Desertificazione bancaria: un fenomeno dal nome altisonante, che solo negli ultimi anni in Italia ha riguardato direttamente 2,2 milioni di persone, rimaste senza nemmeno uno sportello nel comune in cui abitano.
Secondo l’Osservatorio sulla desertificazione bancaria della First Cisl, nel 2022 sono stati 36 gli sportelli bancari disponibili in Italia ogni 100 mila abitanti; meno dei 41 della Spagna e dei 53 della Francia. Il paradosso, al confronto con Madrid e Parigi, è che a maggior presenza di sportelli bancari corrisponde anche un più ampio uso dell’internet banking.
In altri termini, nonostante in Italia ci siano meno sportelli, i servizi bancari online sono utilizzati soltanto dal 51,6% della popolazione, a differenza di ben il 71,5% degli spagnoli e il 72,4% dei francesi che, come abbiamo visto, possono contare anche su una maggior presenza di banche “fisiche”.
La stessa situazione esiste anche a livello nazionale. In Italia l’offerta di sportelli bancari oscilla dai 67 ogni 100 mila abitanti della provincia di Trento, i 62 di quella di Bolzano e i 55 della Valle d’Aosta agli appena 23 della Sicilia, 19 della Campania e 18 della Calabria. Anche in questo caso, Trentino-Alto Adige e Valle d’Aosta risultano le due regioni in cui si fa maggiormente uso dell’internet banking, con quota di utilizzo ben oltre il 60% tra la popolazione, mentre Sicilia, Campania e Calabria non superano il 35%.
Oggi sono complessivamente 4,4 milioni le persone che abitano in comuni privi di filiali bancarie (oltre 2,1 milioni lo erano già nel 2015), mentre altri sei milioni abitano in comuni dove è al momento aperto un solo sportello. Il fenomeno colpisce i clienti privati ma anche le imprese: sono 255 mila le aziende che operano in comuni privi di banche, mentre 390 mila possono fare affidamento su un solo sportello. La desertificazione bancaria è avanzata rapidamente soprattutto tra il 2015 e il 2024, nove anni in cui il 13% dei comuni italiani è rimasto privo di sportelli. E attualmente il 42% dei comuni italiani non ha sportelli bancari sul proprio territorio.
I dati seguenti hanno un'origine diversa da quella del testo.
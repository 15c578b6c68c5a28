//! Binarization and Markovization of trees, and the inverse transformation applied to parser
//! output.
//!
//! A node `X` with three or more children is rewritten into a right branching chain of synthetic
//! nodes, each labelled with `@X->` followed by the children generated so far:
//! `(S (NP a) (VP b) (PP c))` becomes `(S (NP a) (@S->_NP (VP b) (PP c)))`.
use itertools::Itertools;

use crate::ParsingError;
use crate::trees::Tree;

///Marks a node introduced by binarization.
pub const SYNTHETIC_PREFIX: char = '@';
///Separates a label from the labels of its ancestors.
pub const VERTICAL_SEPARATOR: char = '^';

const HISTORY_SEPARATOR: char = '_';
const TRUNCATED_HISTORY: &str = "...";

///How much context is folded into labels when annotating a tree.
///
///`vertical` is the order of the vertical Markov process: 1 leaves labels alone, 2 adds the
///parent label, 3 the parent and grandparent, and so on. `horizontal` bounds how many preceding
///siblings a synthetic label remembers; [`None`] keeps all of them, which makes binarization
///lossless.
#[derive(Debug, Clone, Copy, PartialEq, Eq, Hash)]
pub struct Markovization {
    pub vertical: usize,
    pub horizontal: Option<usize>,
}

impl Default for Markovization {
    fn default() -> Self {
        Markovization {
            vertical: 1,
            horizontal: None,
        }
    }
}

impl Markovization {
    pub fn new(vertical: usize, horizontal: Option<usize>) -> Result<Self, ParsingError> {
        let markovization = Markovization {
            vertical,
            horizontal,
        };
        markovization.validate()?;
        Ok(markovization)
    }

    fn validate(&self) -> Result<(), ParsingError> {
        if self.vertical == 0 {
            Err(ParsingError::InvalidMarkovization {
                vertical: self.vertical,
            })
        } else {
            Ok(())
        }
    }
}

///Binarizes and annotates a training tree according to `markovization`.
pub fn annotate_tree(tree: &Tree, markovization: &Markovization) -> Result<Tree, ParsingError> {
    markovization.validate()?;
    Ok(annotate(tree, &[], markovization))
}

fn annotate(tree: &Tree, ancestors: &[&str], markovization: &Markovization) -> Tree {
    if tree.is_leaf() {
        return tree.clone();
    }

    let label = std::iter::once(tree.label())
        .chain(ancestors.iter().take(markovization.vertical - 1).copied())
        .join(&VERTICAL_SEPARATOR.to_string());

    let child_ancestors: Vec<&str> = std::iter::once(tree.label())
        .chain(ancestors.iter().copied())
        .take(markovization.vertical.saturating_sub(1))
        .collect();

    let children: Vec<Tree> = tree
        .children()
        .iter()
        .map(|child| annotate(child, &child_ancestors, markovization))
        .collect();

    if children.len() <= 2 {
        Tree::new(label, children)
    } else {
        let history: Vec<&str> = tree.children().iter().map(Tree::label).collect();
        let children = binarize(&label, children, &history, markovization.horizontal);
        Tree::new(label, children)
    }
}

///Turns `children` (at least three) into the two children of a right branching chain.
fn binarize(
    parent: &str,
    mut children: Vec<Tree>,
    history: &[&str],
    horizontal: Option<usize>,
) -> Vec<Tree> {
    let n = children.len();
    let last_two = children.split_off(n - 2);
    let tail = Tree::new(
        synthetic_label(parent, &history[..n - 2], horizontal),
        last_two,
    );

    let middle = children.split_off(1);
    let tail = middle
        .into_iter()
        .enumerate()
        .rev()
        .fold(tail, |tail, (i, child)| {
            Tree::new(
                synthetic_label(parent, &history[..=i], horizontal),
                vec![child, tail],
            )
        });

    children.push(tail);
    children
}

fn synthetic_label(parent: &str, history: &[&str], horizontal: Option<usize>) -> String {
    let kept = match horizontal {
        Some(h) if history.len() > h => &history[history.len() - h..],
        _ => history,
    };
    let truncated = if kept.len() < history.len() {
        TRUNCATED_HISTORY
    } else {
        ""
    };
    format!(
        "{SYNTHETIC_PREFIX}{parent}->{truncated}{}",
        kept.iter()
            .map(|label| format!("{HISTORY_SEPARATOR}{label}"))
            .join("")
    )
}

///Whether this node was introduced by binarization.
pub fn is_synthetic(tree: &Tree) -> bool {
    !tree.is_leaf() && tree.label().starts_with(SYNTHETIC_PREFIX)
}

///Undoes [`annotate_tree`]: splices out synthetic nodes and strips vertical annotations and
///function tags from every remaining label. Words are never altered.
pub fn unannotate_tree(tree: &Tree) -> Tree {
    strip_labels(splice_synthetic(tree))
}

fn splice_synthetic(tree: &Tree) -> Tree {
    if tree.is_leaf() {
        return tree.clone();
    }
    let mut children = Vec::with_capacity(tree.children().len());
    for child in tree.children() {
        //Children are spliced first, so a synthetic child only holds real nodes by now.
        let child = splice_synthetic(child);
        if is_synthetic(&child) {
            children.extend(child.into_parts().1);
        } else {
            children.push(child);
        }
    }
    Tree::new(tree.label(), children)
}

fn strip_labels(tree: Tree) -> Tree {
    if tree.is_leaf() {
        return tree;
    }
    let (label, children) = tree.into_parts();
    Tree::new(
        base_label(&label),
        children.into_iter().map(strip_labels).collect(),
    )
}

///Strips vertical annotations (`NP^S`) and function tags (`NP-SBJ`, `NP=2`) from a label.
///Labels starting with the separator, like `-NONE-`, are kept as they are.
pub fn base_label(label: &str) -> &str {
    let label = cut_at(label, |c| c == VERTICAL_SEPARATOR);
    cut_at(label, |c| c == '-' || c == '=')
}

fn cut_at(label: &str, pattern: impl Fn(char) -> bool) -> &str {
    match label.find(pattern) {
        Some(i) if i > 0 => &label[..i],
        _ => label,
    }
}
//! Owned, labelled trees and their bracketed notation, e.g. `(ROOT (NP (DT the) (NN dog)))`.
use std::fmt::Display;
use std::str::FromStr;

use chumsky::prelude::*;
use itertools::Itertools;

use crate::ParsingError;

///A labelled tree. Words are leaves; every other node is a tag or phrase label.
#[derive(Debug, Clone, PartialEq, Eq, Hash, PartialOrd, Ord)]
#[cfg_attr(feature = "serde", derive(serde::Serialize))]
pub struct Tree {
    label: String,
    children: Vec<Tree>,
}

impl Tree {
    pub fn new(label: impl Into<String>, children: Vec<Tree>) -> Self {
        Tree {
            label: label.into(),
            children,
        }
    }

    pub fn leaf(label: impl Into<String>) -> Self {
        Tree::new(label, vec![])
    }

    pub fn label(&self) -> &str {
        &self.label
    }

    pub fn children(&self) -> &[Tree] {
        &self.children
    }

    pub fn into_parts(self) -> (String, Vec<Tree>) {
        (self.label, self.children)
    }

    pub fn is_leaf(&self) -> bool {
        self.children.is_empty()
    }

    ///A preterminal is a tag sitting directly above a single word.
    pub fn is_preterminal(&self) -> bool {
        matches!(self.children.as_slice(), [child] if child.is_leaf())
    }

    ///The words of the tree, left to right.
    pub fn words(&self) -> Vec<&str> {
        let mut words = vec![];
        self.collect_words(&mut words);
        words
    }

    fn collect_words<'a>(&'a self, words: &mut Vec<&'a str>) {
        if self.is_leaf() {
            words.push(&self.label);
        } else {
            for child in self.children.iter() {
                child.collect_words(words);
            }
        }
    }

    ///Parses a single tree in bracketed notation. Leading and trailing whitespace is ignored.
    pub fn parse(s: &str) -> Result<Self, ParsingError> {
        tree_parser()
            .then_ignore(end())
            .parse(s)
            .into_result()
            .map_err(|errors| {
                ParsingError::MalformedTree(errors.into_iter().map(|e| e.to_string()).join("\n"))
            })
    }

    ///Parses a whitespace separated sequence of bracketed trees.
    pub fn parse_many(s: &str) -> Result<Vec<Self>, ParsingError> {
        tree_parser()
            .repeated()
            .collect::<Vec<_>>()
            .then_ignore(end())
            .parse(s)
            .into_result()
            .map_err(|errors| {
                ParsingError::MalformedTree(errors.into_iter().map(|e| e.to_string()).join("\n"))
            })
    }
}

fn tree_parser<'src>() -> impl Parser<'src, &'src str, Tree, extra::Err<Rich<'src, char>>> {
    recursive(|tree| {
        let label = none_of(['(', ')', ' ', '\t', '\r', '\n'])
            .repeated()
            .at_least(1)
            .to_slice()
            .map(|s: &str| s.to_string())
            .labelled("label");

        let branch = just('(')
            .ignore_then(label.clone().padded())
            .then(tree.padded().repeated().at_least(1).collect::<Vec<_>>())
            .then_ignore(just(')'))
            .map(|(label, children)| Tree::new(label, children))
            .labelled("bracketed tree");

        branch.or(label.map(Tree::leaf))
    })
    .padded()
}

impl FromStr for Tree {
    type Err = ParsingError;

    fn from_str(s: &str) -> Result<Self, Self::Err> {
        Tree::parse(s)
    }
}

impl Display for Tree {
    fn fmt(&self, f: &mut std::fmt::Formatter<'_>) -> std::fmt::Result {
        if self.is_leaf() {
            return write!(f, "{}", self.label);
        }
        write!(f, "({}", self.label)?;
        for child in self.children.iter() {
            write!(f, " {}", child)?;
        }
        write!(f, ")")
    }
}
Negli ultimi anni il fenomeno ha riguardato soprattutto le filiali di Intesa Sanpaolo, che sempre secondo l’Osservatorio, tra il 2015 e il 2023, ha chiuso 200 sportelli che fino a quel momento rappresentavano l’unico sportello disponibile nei vari comuni interessati, seguita da Unicredit e Banco Bpm. Al momento Intesa Sanpaolo è anche la banca con il maggior numero di sportelli (228) che costituiscono l’unico sportello in attività nei comuni italiani dove sono collocati.
I comuni più colpiti dalla desertificazione bancaria risultano specialmente quelli di Campania e Sicilia e in particolare quelli in provincia di Napoli, Caserta e Catania. A Mugnano di Napoli è aperto un solo sportello bancario a fronte di una popolazione di oltre 34.500 persone, mentre Aci Sant’Antonio, nel Catanese, è il comune italiano più popoloso privo di una filiale bancaria: 18 mila persone senza neanche uno sportello. Le chiusure sono dovute all’esigenza di abbattere i costi, aumentare la redditività e incentivare l’utilizzo dei servizi di online banking. La maggiore diffusione dei pagamenti digitali aveva già contribuito in passato a un netto calo dell’utilizzo di bancomat e sportelli e rappresenta un presupposto per nuove chiusure in futuro, che metterebbero in ulteriore difficoltà soprattutto la popolazione più anziana e meno pratica nell’utilizzo degli strumenti digitali.